(Bloomberg) – The ruble’s blistering rebound accelerated on Monday, increasing pressure on Russia to ease control of a key capital flow based on the recovery of the currency.
With these gains now threatening to hurt budget revenues and exporters, exporters may decide to reduce their share of hard-currency earnings converted into rubles earlier this week, according to two people familiar with the matter. The mandatory ratio could now be reduced from 80% to 50%, people said, requesting anonymity because details of the plan are not public.
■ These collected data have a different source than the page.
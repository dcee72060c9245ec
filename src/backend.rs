use std::sync::Arc;

use anyhow::{Context, Result};
use async_trait::async_trait;
use serde_json::Value;

/// The computational backend that owns persisted artifacts. Behind a trait
/// so workflow tests can substitute a recording fake.
#[async_trait]
pub trait Backend: Send + Sync {
    /// Persist a finished analysis report; returns the assigned record id.
    async fn save_report(&self, report: &Value) -> Result<String>;

    /// Apply a partial update to a trade review record.
    async fn update_review(&self, review_id: &str, patch: &Value) -> Result<()>;

    /// Flag a memory note as synced after its file has been written.
    async fn mark_note_synced(&self, note_id: &str) -> Result<()>;
}

pub struct HttpBackend {
    http_client: Arc<reqwest::Client>,
    base_url: String,
    token: Option<String>,
}

impl HttpBackend {
    pub fn new(http_client: Arc<reqwest::Client>, base_url: String, token: Option<String>) -> Self {
        Self {
            http_client,
            base_url: base_url.trim_end_matches('/').to_string(),
            token,
        }
    }

    fn authed(&self, req: reqwest::RequestBuilder) -> reqwest::RequestBuilder {
        match &self.token {
            Some(token) => req.header("Authorization", format!("Bearer {token}")),
            None => req,
        }
    }
}

#[async_trait]
impl Backend for HttpBackend {
    async fn save_report(&self, report: &Value) -> Result<String> {
        let response = self
            .authed(self.http_client.post(format!("{}/api/analysis-reports", self.base_url)))
            .json(report)
            .send()
            .await
            .context("failed to reach backend to save report")?;

        let status = response.status();
        let body: Value = response
            .json()
            .await
            .context("failed to parse backend save-report response")?;

        if !status.is_success() {
            let msg = body["error"].as_str().unwrap_or("unknown error");
            anyhow::bail!("backend returned {status} saving report: {msg}");
        }

        let id = body["id"]
            .as_str()
            .context("backend save-report response missing id")?;
        Ok(id.to_string())
    }

    async fn update_review(&self, review_id: &str, patch: &Value) -> Result<()> {
        let response = self
            .authed(
                self.http_client
                    .patch(format!("{}/api/trade-reviews/{review_id}", self.base_url)),
            )
            .json(patch)
            .send()
            .await
            .context("failed to reach backend to update review")?;

        if !response.status().is_success() {
            anyhow::bail!("backend returned {} updating review {review_id}", response.status());
        }
        Ok(())
    }

    async fn mark_note_synced(&self, note_id: &str) -> Result<()> {
        let response = self
            .authed(
                self.http_client
                    .post(format!("{}/api/memory-notes/{note_id}/synced", self.base_url)),
            )
            .send()
            .await
            .context("failed to reach backend to mark note synced")?;

        if !response.status().is_success() {
            anyhow::bail!("backend returned {} marking note {note_id} synced", response.status());
        }
        Ok(())
    }
}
Russia’s rebound against the dollar strengthened Russia by more than 30% before invading Ukraine on February 24. Authorities are gradually easing restrictions in the days following the aggression. Drop in currency.
Restrictions on imports, coupled with a drop in imports amid widespread sanctions imposed on Russia by the United States and its allies, eliminated foreign exchange demand, as supply increased mainly thanks to higher prices for unauthorized energy exports.
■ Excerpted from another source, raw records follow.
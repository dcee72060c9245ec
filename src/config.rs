use std::path::PathBuf;

#[derive(Debug, Clone)]
pub struct Config {
    pub port: u16,
    pub environment: String,
    pub sentry_dsn: Option<String>,
    pub backend_url: String,
    pub backend_token: Option<String>,
    pub memory_dir: PathBuf,
    /// Cron expression for the daily analysis run; unset disables it.
    pub analysis_schedule: Option<String>,
    pub engine: EngineConfig,
}

#[derive(Debug, Clone)]
pub struct EngineConfig {
    pub bin: String,
    pub model: String,
    pub max_turns: u32,
    pub max_budget_usd: f64,
    pub allowed_tools: Vec<String>,
    pub working_dir: PathBuf,
}

impl Config {
    pub fn from_env() -> Self {
        let memory_dir = std::env::var("MEMORY_DIR").map(PathBuf::from).unwrap_or_else(|_| {
            dirs::home_dir()
                .unwrap_or_else(|| PathBuf::from("."))
                .join(".quantdeck")
                .join("memory")
        });

        Self {
            port: env_parsed("PORT", 8090),
            environment: env_or("ENVIRONMENT", "local"),
            sentry_dsn: env_opt("SENTRY_DSN"),
            backend_url: env_or("BACKEND_URL", "http://localhost:8000"),
            backend_token: env_opt("BACKEND_TOKEN"),
            memory_dir,
            analysis_schedule: env_opt("ANALYSIS_SCHEDULE"),
            engine: EngineConfig::from_env(),
        }
    }
}

impl EngineConfig {
    pub fn from_env() -> Self {
        Self {
            bin: env_or("ENGINE_BIN", "claude"),
            model: env_or("ENGINE_MODEL", "sonnet"),
            max_turns: env_parsed("ENGINE_MAX_TURNS", 40),
            max_budget_usd: env_parsed("ENGINE_MAX_BUDGET_USD", 5.0),
            allowed_tools: split_csv(&env_or("ENGINE_ALLOWED_TOOLS", "")),
            working_dir: std::env::var("ENGINE_WORKING_DIR")
                .map(PathBuf::from)
                .unwrap_or_else(|_| PathBuf::from(".")),
        }
    }
}

fn env_opt(key: &str) -> Option<String> {
    std::env::var(key).ok().filter(|v| !v.is_empty())
}

fn env_or(key: &str, default: &str) -> String {
    env_opt(key).unwrap_or_else(|| default.to_string())
}

fn env_parsed<T: std::str::FromStr>(key: &str, default: T) -> T {
    env_opt(key).and_then(|v| v.parse().ok()).unwrap_or(default)
}

fn split_csv(raw: &str) -> Vec<String> {
    raw.split(',')
        .map(|t| t.trim())
        .filter(|t| !t.is_empty())
        .map(|t| t.to_string())
        .collect()
}

#[cfg(test)]
mod tests {
    use super::*;

    #[test]
    fn test_split_csv() {
        assert_eq!(split_csv("Bash, WebFetch ,Read"), vec!["Bash", "WebFetch", "Read"]);
        assert!(split_csv("").is_empty());
        assert!(split_csv(" , ,").is_empty());
    }

    #[test]
    fn test_env_parsed_falls_back_on_missing() {
        assert_eq!(env_parsed("QUANTDECK_TEST_UNSET_PORT", 8090u16), 8090);
    }

    #[test]
    fn test_env_or_default() {
        assert_eq!(env_or("QUANTDECK_TEST_UNSET_ENV", "local"), "local");
    }
}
The economy ministry said late Monday that the ruble’s appreciation had peaked and that capital flows and imports would adapt, easing the pressure on the rate, Tas reported.
Tatiana Orlova of Oxford Economics said: “The full lifting of capital controls will return the ruble to the 70-80 range against the dollar, which will be much more comfortable for the economy.” “This level of FX rate is already included in the price. Therefore, a return to this range would not increase inflation. “
The latest push by the ruble has led European companies to comply with President Vladimir Putin’s demands that they switch to fuel in Russian currency for natural gas.
The ruble jumped 13% against the euro in just four trading sessions, rising 6.2% to 59.15 on Monday alone. The Russian currency rose 5.2% against the dollar to 57.2700, preparing for the strongest closing since April 2018.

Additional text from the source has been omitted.